Laufen is now working with the fourth generation of SaphirKeramik in which it showcased, in addition to its form and aesthetics, some inspiring new possibilities for this material. Now that the Swiss bathroom brand has perfected the industrial process used to manufacture SaphirKeramik, it is able to offer new takes on the humble washbasin and even new applications for it, for example double washbasins in single-washbasin sizes, washbasin bowls with an integral overflow, or freestanding washbasins with a minimal footprint – new ideas that are simply unthinkable with conventional ceramic bathroom products.
To implement its design ideas, Laufen has worked with internationally celebrated designers such as Marcel Wanders, Patricia Urquiola and Konstantin Grcic. The result? Stunning yet practical everyday products for the bathroom environment that offer designers and architects exciting new opportunities when it comes to creating high-end bathrooms.
Laufen has built upon the success of its shower toilets with a new version that focuses very much on the user benefits and concentrates on keeping the user interface as efficient as possible.
It goes without saying that Laufen is also taking responsibility for the company’s impact on people and the environment, because the rational use of water and recycling wastewater are fundamental to our future and represent significant challenges and opportunities. To this end, the bathroom products manufacturer has begun a fruitful cooperation with EOOS to develop the Austrian design company’s revolutionary proposal for a new kind of waste-separation WC (developed for the Bill & Melinda Gates Foundation) into a marketable product. At the ISH, Laufen presented this groundbreaking innovation that is set to revolutionise the sanitary industry and relieve pressure on the existing wastewater infrastructure in fast-growing cities all over the world.
Laufen has also formalised its responsibility for its use of resources and environmental impact in a new environmental product declaration (EPD). For this, the company has completed certification of the environmental quality of its complete ceramics range across all of its Central European manufacturing plants in accordance with ISO14025, EN15804 and EN16578.
Laufen has also been developing trendsetting new bathroom networking and digitalisation ideas. In this area, the bathroom specialist has focused on public and semi-public sanitary areas, where networked concepts bring the greatest benefits. The company now offers a complete solution for networking electronic washbasin faucets and urinal and shower controls in public facilities. And when it comes to incorporating elegant and discreet digital functionality in private bathrooms, true to form, Laufen has successfully combined technology with aesthetics.
In addition, the company has been working on improving and expanding its existing range, adding new products and new options in just about every area in its bid to offer bathroom designers more freedom and bathroom users superior benefits and greater choice.
Hall 3.1, Stand B51
Laufen’s new products and innovations have been showcased on a spectacular stand in Hall 3.1, Stand B51, for which the company employed the talents of internationally renowned Swiss architects Andreas Fuhrimann and Gabrielle Hächler. The two architects have been instrumental in creating a stand that reflects the roots of the Swiss brand while making it clear from the moment one sets foot inside that Laufen is one of the most influential bathroom fixtures and fittings companies in the world.

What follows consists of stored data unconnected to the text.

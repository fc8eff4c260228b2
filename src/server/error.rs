//! JSON error responses.

use axum::http::StatusCode;
use axum::response::{IntoResponse, Response};
use axum::Json;
use serde_json::{Map, Value};
use tracing::{error, warn};

use crate::rag::RagError;
use crate::services::AnalystError;

/// An error rendered as `{"error": message, ...}`.
#[derive(Debug)]
pub struct ApiError {
    status: StatusCode,
    message: String,
    extra: Map<String, Value>,
}

impl ApiError {
    pub fn new(status: StatusCode, message: impl Into<String>) -> Self {
        Self {
            status,
            message: message.into(),
            extra: Map::new(),
        }
    }

    pub fn bad_request(message: impl Into<String>) -> Self {
        Self::new(StatusCode::BAD_REQUEST, message)
    }

    pub fn internal(message: impl Into<String>) -> Self {
        Self::new(StatusCode::INTERNAL_SERVER_ERROR, message)
    }

    /// Add a field next to `error` in the body.
    pub fn with(mut self, key: &str, value: impl Into<Value>) -> Self {
        self.extra.insert(key.to_string(), value.into());
        self
    }
}

impl IntoResponse for ApiError {
    fn into_response(self) -> Response {
        if self.status.is_server_error() {
            error!(status = %self.status, "{}", self.message);
        } else {
            warn!(status = %self.status, "{}", self.message);
        }

        let mut body = Map::new();
        body.insert("error".to_string(), Value::String(self.message));
        body.extend(self.extra);
        (self.status, Json(Value::Object(body))).into_response()
    }
}

impl From<AnalystError> for ApiError {
    fn from(err: AnalystError) -> Self {
        match err {
            AnalystError::EmptyTask => Self::bad_request("Task is empty"),
            AnalystError::Attachment { .. } => Self::bad_request(err.to_string()),
            AnalystError::Llm(e) => {
                Self::new(StatusCode::BAD_GATEWAY, format!("LLM request failed: {}", e))
            }
            AnalystError::Failed {
                interaction_id,
                plan,
                details,
                timed_out,
            } => {
                let status = if timed_out {
                    StatusCode::GATEWAY_TIMEOUT
                } else {
                    StatusCode::INTERNAL_SERVER_ERROR
                };
                Self::new(status, "Plan execution failed")
                    .with("details", details)
                    .with("plan", plan)
                    .with("interaction_id", interaction_id)
            }
            AnalystError::Rag(e) => e.into(),
        }
    }
}

impl From<RagError> for ApiError {
    fn from(err: RagError) -> Self {
        match err {
            RagError::NotFound(_) => Self::new(StatusCode::NOT_FOUND, "Interaction not found"),
            RagError::InvalidScore { .. } | RagError::EmptyContent => {
                Self::bad_request(err.to_string())
            }
            other => Self::internal(other.to_string()),
        }
    }
}
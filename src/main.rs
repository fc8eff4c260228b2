//! analyst - LLM-planned data analysis service.

#[tokio::main]
async fn main() -> anyhow::Result<()> {
    // Load .env file if present (before anything else)
    let _ = dotenvy::dotenv();

    analyst::cli::run().await
}
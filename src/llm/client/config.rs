//! LLM client configuration.

use serde::{Deserialize, Serialize};

use crate::config::EnvSource;

/// LLM provider type.
#[derive(Debug, Clone, Copy, PartialEq, Eq, Serialize, Deserialize, Default)]
#[serde(rename_all = "lowercase")]
pub enum LlmProvider {
    /// OpenAI chat completions API (default)
    #[default]
    OpenAI,
    /// Google Gemini generateContent API
    Gemini,
}

impl LlmProvider {
    pub fn from_str(s: &str) -> Option<Self> {
        match s.trim().to_lowercase().as_str() {
            "openai" => Some(Self::OpenAI),
            "gemini" | "google" => Some(Self::Gemini),
            _ => None,
        }
    }

    pub fn as_str(&self) -> &'static str {
        match self {
            Self::OpenAI => "openai",
            Self::Gemini => "gemini",
        }
    }

    /// Environment variables holding this provider's API key, in lookup order.
    pub fn api_key_vars(&self) -> &'static [&'static str] {
        match self {
            Self::OpenAI => &["OPENAI_API_KEY"],
            Self::Gemini => &["GOOGLE_API_KEY", "GEMINI_API_KEY"],
        }
    }

    fn default_endpoint(&self) -> &'static str {
        match self {
            Self::OpenAI => "https://api.openai.com",
            Self::Gemini => "https://generativelanguage.googleapis.com",
        }
    }

    fn default_model(&self) -> &'static str {
        match self {
            Self::OpenAI => "gpt-4o",
            Self::Gemini => "gemini-1.5-pro",
        }
    }
}

impl std::fmt::Display for LlmProvider {
    fn fmt(&self, f: &mut std::fmt::Formatter<'_>) -> std::fmt::Result {
        f.write_str(self.as_str())
    }
}

/// Configuration for LLM client.
#[derive(Debug, Clone, PartialEq, Serialize, Deserialize)]
pub struct LlmConfig {
    /// LLM provider (openai or gemini)
    #[serde(default)]
    pub provider: LlmProvider,
    /// API endpoint (provider-specific default when unset)
    #[serde(default, skip_serializing_if = "Option::is_none")]
    pub endpoint: Option<String>,
    /// API key for the selected provider
    #[serde(default, skip_serializing)]
    pub api_key: Option<String>,
    /// Model name (provider-specific default when unset)
    #[serde(default, skip_serializing_if = "Option::is_none")]
    pub model: Option<String>,
    /// Maximum tokens in response
    #[serde(default = "default_max_tokens")]
    pub max_tokens: u32,
    /// Temperature for generation
    #[serde(default = "default_temperature")]
    pub temperature: f32,
    /// HTTP timeout for a single completion request, in seconds
    #[serde(default = "default_request_timeout")]
    pub request_timeout_secs: u64,
}

fn default_max_tokens() -> u32 {
    1500
}

fn default_temperature() -> f32 {
    0.2
}

fn default_request_timeout() -> u64 {
    300
}

impl Default for LlmConfig {
    fn default() -> Self {
        Self {
            provider: LlmProvider::default(),
            endpoint: None,
            api_key: None,
            model: None,
            max_tokens: default_max_tokens(),
            temperature: default_temperature(),
            request_timeout_secs: default_request_timeout(),
        }
    }
}

impl LlmConfig {
    /// Apply environment variable overrides.
    ///
    /// Supported env vars:
    /// - `LLM_PROVIDER`: "openai" (default) or "gemini"
    /// - `LLM_ENDPOINT`: API base URL
    /// - `LLM_MODEL`: Model name
    /// - `LLM_API_KEY`: API key for whichever provider is selected
    /// - `OPENAI_API_KEY` / `GOOGLE_API_KEY` / `GEMINI_API_KEY`: provider keys
    /// - `MAX_TOKENS`: Maximum tokens in response
    /// - `TEMPERATURE`: Generation temperature
    /// - `LLM_TIMEOUT`: Request timeout in seconds
    ///
    /// The provider is resolved first so the matching key variable is read.
    pub fn with_env_overrides(mut self, env: &mut EnvSource<'_>) -> Self {
        if let Some(val) = env.string("LLM_PROVIDER") {
            match LlmProvider::from_str(&val) {
                Some(provider) => self.provider = provider,
                None => env.reject("LLM_PROVIDER", &val, "expected 'openai' or 'gemini'"),
            }
        }

        if let Some(endpoint) = env.string("LLM_ENDPOINT") {
            self.endpoint = Some(endpoint);
        }
        if let Some(model) = env.string("LLM_MODEL") {
            self.model = Some(model);
        }

        let provider_key = self
            .provider
            .api_key_vars()
            .iter()
            .find_map(|var| env.string(var));
        if let Some(key) = env.string("LLM_API_KEY").or(provider_key) {
            self.api_key = Some(key);
        }

        if let Some(n) = env.parse("MAX_TOKENS") {
            self.max_tokens = n;
        }
        if let Some(t) = env.parse("TEMPERATURE") {
            self.temperature = t;
        }
        if let Some(secs) = env.parse("LLM_TIMEOUT") {
            self.request_timeout_secs = secs;
        }
        self
    }

    pub fn with_endpoint(mut self, endpoint: &str) -> Self {
        self.endpoint = Some(endpoint.to_string());
        self
    }

    pub fn with_api_key(mut self, key: &str) -> Self {
        self.api_key = Some(key.to_string());
        self
    }

    pub fn with_model(mut self, model: &str) -> Self {
        self.model = Some(model.to_string());
        self
    }

    /// Endpoint base URL without a trailing slash.
    pub fn endpoint(&self) -> &str {
        self.endpoint
            .as_deref()
            .unwrap_or_else(|| self.provider.default_endpoint())
            .trim_end_matches('/')
    }

    /// Model name, using the provider default when unset.
    pub fn model(&self) -> &str {
        self.model
            .as_deref()
            .unwrap_or_else(|| self.provider.default_model())
    }

    pub fn has_api_key(&self) -> bool {
        self.api_key.as_deref().is_some_and(|k| !k.trim().is_empty())
    }
}

#[cfg(test)]
mod tests {
    use super::*;
    use std::collections::HashMap;

    fn env_from(pairs: &[(&str, &str)]) -> HashMap<String, String> {
        pairs
            .iter()
            .map(|(k, v)| (k.to_string(), v.to_string()))
            .collect()
    }

    #[test]
    fn test_provider_defaults() {
        let config = LlmConfig::default();
        assert_eq!(config.provider, LlmProvider::OpenAI);
        assert_eq!(config.model(), "gpt-4o");
        assert_eq!(config.endpoint(), "https://api.openai.com");

        let gemini = LlmConfig {
            provider: LlmProvider::Gemini,
            ..LlmConfig::default()
        };
        assert_eq!(gemini.model(), "gemini-1.5-pro");
    }

    #[test]
    fn test_gemini_reads_google_key() {
        let vars = env_from(&[
            ("LLM_PROVIDER", "Gemini"),
            ("OPENAI_API_KEY", "sk-wrong"),
            ("GOOGLE_API_KEY", "g-key"),
        ]);
        let mut env = EnvSource::from_map(&vars);
        let config = LlmConfig::default().with_env_overrides(&mut env);
        assert_eq!(config.provider, LlmProvider::Gemini);
        assert_eq!(config.api_key.as_deref(), Some("g-key"));
        assert!(env.errors().is_empty());
    }

    #[test]
    fn test_invalid_values_are_reported() {
        let vars = env_from(&[("LLM_PROVIDER", "ollama"), ("TEMPERATURE", "warm")]);
        let mut env = EnvSource::from_map(&vars);
        let config = LlmConfig::default().with_env_overrides(&mut env);
        assert_eq!(config.provider, LlmProvider::OpenAI);
        assert_eq!(config.temperature, 0.2);
        assert_eq!(env.errors().len(), 2);
    }

    #[test]
    fn test_endpoint_trailing_slash() {
        let config = LlmConfig::default().with_endpoint("http://localhost:9000/");
        assert_eq!(config.endpoint(), "http://localhost:9000");
    }
}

The stand’s external appearance takes inspiration from the bathroom manufacturer’s production process: while the signs of wear at the main entrance suggested the history of this skilled trade, the bathroom product casts on display have taken on the appearance of contemporary sculptures. The industrial look of the cement-bound chipboard panels is reminiscent of rough-cast concrete.

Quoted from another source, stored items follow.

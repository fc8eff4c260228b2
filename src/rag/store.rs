//! SQLite persistence for knowledge-base entries and interactions.

use std::path::{Path, PathBuf};
use std::time::Duration;

use chrono::{DateTime, Utc};
use rusqlite::{params, Connection, OptionalExtension, Row};
use serde_json::{Map, Value};

use super::RagError;
use crate::models::{ContextEntry, Interaction, InteractionSummary};

type Result<T> = std::result::Result<T, RagError>;

const BUSY_TIMEOUT: Duration = Duration::from_secs(5);

const INTERACTION_COLUMNS: &str = "id, timestamp, user_query, generated_plan, execution_result, \
     user_feedback, success_score, context_used";

/// SQLite-backed store. Opens a connection per operation.
pub struct KnowledgeStore {
    db_path: PathBuf,
}

impl KnowledgeStore {
    pub fn open(db_path: &Path) -> Result<Self> {
        let store = Self {
            db_path: db_path.to_path_buf(),
        };
        store.init_schema()?;
        Ok(store)
    }

    pub fn db_path(&self) -> &Path {
        &self.db_path
    }

    fn connect(&self) -> Result<Connection> {
        let conn = Connection::open(&self.db_path)?;
        conn.busy_timeout(BUSY_TIMEOUT)?;
        Ok(conn)
    }

    fn init_schema(&self) -> Result<()> {
        let conn = self.connect()?;
        conn.execute_batch(
            r#"
            CREATE TABLE IF NOT EXISTS contexts (
                seq INTEGER PRIMARY KEY AUTOINCREMENT,
                id TEXT NOT NULL UNIQUE,
                content TEXT NOT NULL,
                metadata TEXT NOT NULL DEFAULT '{}',
                created_at TEXT NOT NULL
            );
            CREATE TABLE IF NOT EXISTS interactions (
                seq INTEGER PRIMARY KEY AUTOINCREMENT,
                id TEXT NOT NULL UNIQUE,
                timestamp TEXT NOT NULL,
                user_query TEXT NOT NULL,
                generated_plan TEXT NOT NULL,
                execution_result TEXT,
                user_feedback TEXT,
                success_score REAL,
                context_used TEXT NOT NULL DEFAULT '[]'
            );
            CREATE INDEX IF NOT EXISTS idx_interactions_score
                ON interactions(success_score);
        "#,
        )?;
        Ok(())
    }

    pub fn insert_contexts(&self, entries: &[ContextEntry]) -> Result<()> {
        let mut conn = self.connect()?;
        let tx = conn.transaction()?;
        {
            let mut stmt = tx.prepare(
                "INSERT INTO contexts (id, content, metadata, created_at) VALUES (?1, ?2, ?3, ?4)",
            )?;
            for entry in entries {
                stmt.execute(params![
                    entry.id,
                    entry.content,
                    serde_json::to_string(&entry.metadata)?,
                    entry.created_at.to_rfc3339(),
                ])?;
            }
        }
        tx.commit()?;
        Ok(())
    }

    /// All entries in insertion order.
    pub fn contexts(&self) -> Result<Vec<ContextEntry>> {
        let conn = self.connect()?;
        let mut stmt =
            conn.prepare("SELECT id, content, metadata, created_at FROM contexts ORDER BY seq")?;
        let rows = stmt.query_map([], |row| {
            Ok((
                row.get::<_, String>("id")?,
                row.get::<_, String>("content")?,
                row.get::<_, String>("metadata")?,
                row.get::<_, String>("created_at")?,
            ))
        })?;

        let mut entries = Vec::new();
        for row in rows {
            let (id, content, metadata, created_at) = row?;
            entries.push(ContextEntry {
                id,
                content,
                metadata: serde_json::from_str::<Map<String, Value>>(&metadata)?,
                created_at: parse_datetime(&created_at),
            });
        }
        Ok(entries)
    }

    pub fn context_count(&self) -> Result<usize> {
        let conn = self.connect()?;
        let count: i64 = conn.query_row("SELECT COUNT(*) FROM contexts", [], |row| row.get(0))?;
        Ok(count as usize)
    }

    pub fn insert_interaction(&self, interaction: &Interaction) -> Result<()> {
        let conn = self.connect()?;
        let result = interaction
            .execution_result
            .as_ref()
            .map(serde_json::to_string)
            .transpose()?;
        conn.execute(
            &format!(
                "INSERT INTO interactions ({}) VALUES (?1, ?2, ?3, ?4, ?5, ?6, ?7, ?8)",
                INTERACTION_COLUMNS
            ),
            params![
                interaction.id,
                interaction.timestamp.to_rfc3339(),
                interaction.user_query,
                interaction.generated_plan,
                result,
                interaction.user_feedback,
                interaction.success_score,
                serde_json::to_string(&interaction.context_used)?,
            ],
        )?;
        Ok(())
    }

    /// Query, plan and score of every interaction in insertion order.
    /// Results and context lists stay on disk.
    pub fn interaction_summaries(&self) -> Result<Vec<InteractionSummary>> {
        let conn = self.connect()?;
        let mut stmt = conn.prepare(
            "SELECT id, user_query, generated_plan, success_score FROM interactions ORDER BY seq",
        )?;
        let summaries = stmt
            .query_map([], |row| {
                Ok(InteractionSummary {
                    id: row.get(0)?,
                    user_query: row.get(1)?,
                    generated_plan: row.get(2)?,
                    success_score: row.get(3)?,
                })
            })?
            .collect::<std::result::Result<Vec<_>, _>>()?;
        Ok(summaries)
    }

    pub fn get_interaction(&self, id: &str) -> Result<Option<Interaction>> {
        let conn = self.connect()?;
        let raw = conn
            .query_row(
                &format!("SELECT {} FROM interactions WHERE id = ?1", INTERACTION_COLUMNS),
                params![id],
                raw_interaction,
            )
            .optional()?;
        raw.map(RawInteraction::into_interaction).transpose()
    }

    /// Record feedback and the new score. Returns false for unknown ids.
    pub fn update_feedback(&self, id: &str, feedback: &str, score: f64) -> Result<bool> {
        let conn = self.connect()?;
        let changed = conn.execute(
            "UPDATE interactions SET user_feedback = ?2, success_score = ?3 WHERE id = ?1",
            params![id, feedback, score],
        )?;
        Ok(changed > 0)
    }

    /// Every interaction's score (null for unscored ones).
    pub fn scores(&self) -> Result<Vec<Option<f64>>> {
        let conn = self.connect()?;
        let mut stmt = conn.prepare("SELECT success_score FROM interactions")?;
        let scores = stmt
            .query_map([], |row| row.get(0))?
            .collect::<std::result::Result<Vec<_>, _>>()?;
        Ok(scores)
    }
}

/// Column values before JSON decoding, so decode errors surface as `RagError`.
struct RawInteraction {
    id: String,
    timestamp: String,
    user_query: String,
    generated_plan: String,
    execution_result: Option<String>,
    user_feedback: Option<String>,
    success_score: Option<f64>,
    context_used: String,
}

fn raw_interaction(row: &Row<'_>) -> rusqlite::Result<RawInteraction> {
    Ok(RawInteraction {
        id: row.get("id")?,
        timestamp: row.get("timestamp")?,
        user_query: row.get("user_query")?,
        generated_plan: row.get("generated_plan")?,
        execution_result: row.get("execution_result")?,
        user_feedback: row.get("user_feedback")?,
        success_score: row.get("success_score")?,
        context_used: row.get("context_used")?,
    })
}

impl RawInteraction {
    fn into_interaction(self) -> Result<Interaction> {
        Ok(Interaction {
            id: self.id,
            timestamp: parse_datetime(&self.timestamp),
            user_query: self.user_query,
            generated_plan: self.generated_plan,
            execution_result: self
                .execution_result
                .as_deref()
                .map(|raw| serde_json::from_str(raw))
                .transpose()?,
            user_feedback: self.user_feedback,
            success_score: self.success_score,
            context_used: serde_json::from_str(&self.context_used)?,
        })
    }
}

/// Parse a stored timestamp, defaulting to the Unix epoch.
fn parse_datetime(s: &str) -> DateTime<Utc> {
    DateTime::parse_from_rfc3339(s)
        .map(|dt| dt.with_timezone(&Utc))
        .unwrap_or(DateTime::UNIX_EPOCH)
}

#[cfg(test)]
mod tests {
    use super::*;
    use serde_json::json;
    use tempfile::tempdir;

    #[test]
    fn test_interaction_roundtrip_and_feedback() {
        let dir = tempdir().unwrap();
        let store = KnowledgeStore::open(&dir.path().join("kb.db")).unwrap();

        let mut interaction = Interaction::new("count rows", r#"{"steps":[]}"#);
        interaction.execution_result = Some(json!([1, 2]));
        interaction.success_score = Some(1.0);
        interaction.context_used = vec!["ctx".into()];
        store.insert_interaction(&interaction).unwrap();

        let loaded = store.get_interaction(&interaction.id).unwrap().unwrap();
        assert_eq!(loaded.user_query, "count rows");
        assert_eq!(loaded.execution_result, Some(json!([1, 2])));
        assert_eq!(loaded.context_used, vec!["ctx".to_string()]);

        assert!(store.update_feedback(&interaction.id, "bad", 0.2).unwrap());
        assert!(!store.update_feedback("nope", "bad", 0.2).unwrap());
        assert_eq!(store.scores().unwrap(), vec![Some(0.2)]);
        assert!(store.get_interaction("nope").unwrap().is_none());
    }

    #[test]
    fn test_interaction_summaries_skip_results() {
        let dir = tempdir().unwrap();
        let store = KnowledgeStore::open(&dir.path().join("kb.db")).unwrap();

        let mut first = Interaction::new("plot sales", "{\"steps\":[]}");
        first.execution_result = Some(json!(["data:image/png;base64,AAAA"]));
        first.success_score = Some(0.9);
        store.insert_interaction(&first).unwrap();
        store
            .insert_interaction(&Interaction::new("count rows", "plan"))
            .unwrap();

        let summaries = store.interaction_summaries().unwrap();
        assert_eq!(
            summaries,
            vec![
                InteractionSummary {
                    id: first.id.clone(),
                    user_query: "plot sales".into(),
                    generated_plan: "{\"steps\":[]}".into(),
                    success_score: Some(0.9),
                },
                InteractionSummary {
                    id: summaries[1].id.clone(),
                    user_query: "count rows".into(),
                    generated_plan: "plan".into(),
                    success_score: None,
                },
            ]
        );
    }

    #[test]
    fn test_contexts_keep_insertion_order() {
        let dir = tempdir().unwrap();
        let store = KnowledgeStore::open(&dir.path().join("kb.db")).unwrap();
        let entries: Vec<ContextEntry> = ["b", "a", "c"]
            .iter()
            .map(|c| ContextEntry::new(*c, Map::new()))
            .collect();
        store.insert_contexts(&entries).unwrap();

        let contents: Vec<String> = store.contexts().unwrap().into_iter().map(|e| e.content).collect();
        assert_eq!(contents, vec!["b", "a", "c"]);
        assert_eq!(store.context_count().unwrap(), 3);
    }
}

Three low entrances lead into a large central atrium where video projections have been screened. A tongue-in-cheek shower-toilet fountain takes pride of place here, and has brought a pleasant coolness to the warm atmosphere inside the atrium.
From the atrium visitors could make out four further rooms with high-gloss surfaces showcasing the different products. These represented bathroom environments in an abstract way, bestowing an artistic dimension on the Laufen products on show.
“For Laufen we wanted to create unusual, almost out-of-place and in some cases ironic bizarre elements that give the installation a lightness and a cultural dimension,” explained Gabriele Hächler and Andreas Fuhrimann.